» What to do
From the entries below, return every line that includes the word "displaced".
* * * * * * * * *
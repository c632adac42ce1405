//! Pre-built initial conditions.
//!
//! Provides ready-to-use starting points for common coupled-rotator runs:
//! - Falling from the top (unstable equilibrium, the default)
//! - At rest (stable equilibrium)
//! - In-phase and anti-phase normal modes
//! - Whirling (one rotator spinning over the top)

use serde::{Deserialize, Serialize};
use std::f64::consts::PI;

use crate::config::InitialConditions;
use crate::error::{SimError, SimResult};

/// Named starting configuration.
#[derive(Debug, Clone, Copy, Default, PartialEq, Eq, Hash, Serialize, Deserialize)]
#[serde(rename_all = "snake_case")]
pub enum Preset {
    /// Rotator 1 just off the upright position, rotator 2 hanging.
    #[default]
    FallingFromTop,
    /// Both hanging at rest. Nothing moves.
    Resting,
    /// Equal displacement; the coupling spring stays relaxed.
    InPhase,
    /// Opposite displacement; the coupling spring is loaded.
    AntiPhase,
    /// Rotator 1 given enough speed to go over the top.
    Whirling,
}

impl Preset {
    /// Every preset, in display order.
    pub const ALL: [Self; 5] = [
        Self::FallingFromTop,
        Self::Resting,
        Self::InPhase,
        Self::AntiPhase,
        Self::Whirling,
    ];

    /// Identifier used on the command line.
    #[must_use]
    pub const fn name(self) -> &'static str {
        match self {
            Self::FallingFromTop => "falling_from_top",
            Self::Resting => "resting",
            Self::InPhase => "in_phase",
            Self::AntiPhase => "anti_phase",
            Self::Whirling => "whirling",
        }
    }

    /// One-line description.
    #[must_use]
    pub const fn description(self) -> &'static str {
        match self {
            Self::FallingFromTop => "rotator 1 released 1 mrad from upright",
            Self::Resting => "both rotators hanging at rest",
            Self::InPhase => "both displaced +0.3 rad, coupling relaxed",
            Self::AntiPhase => "displaced ±0.3 rad, coupling loaded",
            Self::Whirling => "rotator 1 spinning over the top at 8 rad/s",
        }
    }

    /// Look up a preset by name. Hyphens are accepted for underscores.
    ///
    /// # Errors
    ///
    /// Returns `SimError::Config` for an unknown name.
    pub fn from_name(name: &str) -> SimResult<Self> {
        let normalized = name.trim().replace('-', "_").to_lowercase();
        Self::ALL
            .into_iter()
            .find(|p| p.name() == normalized)
            .ok_or_else(|| SimError::config(format!("unknown preset '{name}'")))
    }

    /// Initial conditions for this preset.
    #[must_use]
    pub fn initial_conditions(self) -> InitialConditions {
        let base = InitialConditions::default();
        match self {
            Self::FallingFromTop => base,
            Self::Resting => InitialConditions {
                theta1: 0.0,
                ..base
            },
            Self::InPhase => InitialConditions {
                theta1: 0.3,
                theta2: 0.3,
                ..base
            },
            Self::AntiPhase => InitialConditions {
                theta1: 0.3,
                theta2: -0.3,
                ..base
            },
            Self::Whirling => InitialConditions {
                theta1: 0.0,
                omega1: 8.0,
                theta2: PI / 6.0,
                ..base
            },
        }
    }
}

impl std::fmt::Display for Preset {
    fn fmt(&self, f: &mut std::fmt::Formatter<'_>) -> std::fmt::Result {
        f.write_str(self.name())
    }
}

impl std::str::FromStr for Preset {
    type Err = SimError;

    fn from_str(s: &str) -> Result<Self, Self::Err> {
        Self::from_name(s)
    }
}

#[cfg(test)]
#[allow(clippy::unwrap_used, clippy::expect_used, clippy::panic)]
mod tests {
    use super::*;
    use crate::physics::derived::EnergyBreakdown;
    use crate::engine::state::{PhysicalParams, RotorState};

    fn energy(ic: &InitialConditions) -> EnergyBreakdown {
        EnergyBreakdown::of(
            &RotorState::new(ic.theta1, ic.omega1, ic.theta2, ic.omega2),
            &PhysicalParams::new(ic.coupling, ic.gravity),
        )
    }

    #[test]
    fn test_default_matches_config_default() {
        assert_eq!(
            Preset::default().initial_conditions(),
            InitialConditions::default()
        );
    }

    #[test]
    fn test_lookup_by_name() {
        for preset in Preset::ALL {
            assert_eq!(Preset::from_name(preset.name()).unwrap(), preset);
            assert_eq!(preset.to_string().parse::<Preset>().unwrap(), preset);
        }
        assert_eq!(Preset::from_name("Anti-Phase").unwrap(), Preset::AntiPhase);
        assert!(matches!(
            Preset::from_name("chaotic"),
            Err(SimError::Config { .. })
        ));
    }

    #[test]
    fn test_resting_has_zero_energy() {
        assert_eq!(energy(&Preset::Resting.initial_conditions()).total, 0.0);
    }

    #[test]
    fn test_in_phase_coupling_relaxed() {
        let e = energy(&Preset::InPhase.initial_conditions());
        assert!(e.coupling().abs() < 1e-15);
    }

    #[test]
    fn test_anti_phase_coupling_loaded() {
        let e = energy(&Preset::AntiPhase.initial_conditions());
        assert!(e.coupling() > 0.0);
    }

    #[test]
    fn test_whirling_can_clear_the_top() {
        let ic = Preset::Whirling.initial_conditions();
        // Kinetic energy must exceed the potential barrier 2g.
        assert!(0.5 * ic.omega1 * ic.omega1 > 2.0 * ic.gravity);
    }

    #[test]
    fn test_all_presets_finite() {
        for preset in Preset::ALL {
            let ic = preset.initial_conditions();
            assert!(energy(&ic).total.is_finite(), "{preset}");
        }
    }
}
* * * * * * * * *
» Answer area
            Self::InPhase => "both displaced +0.3 rad, coupling relaxed",
            Self::AntiPhase => "displaced ±0.3 rad, coupling loaded",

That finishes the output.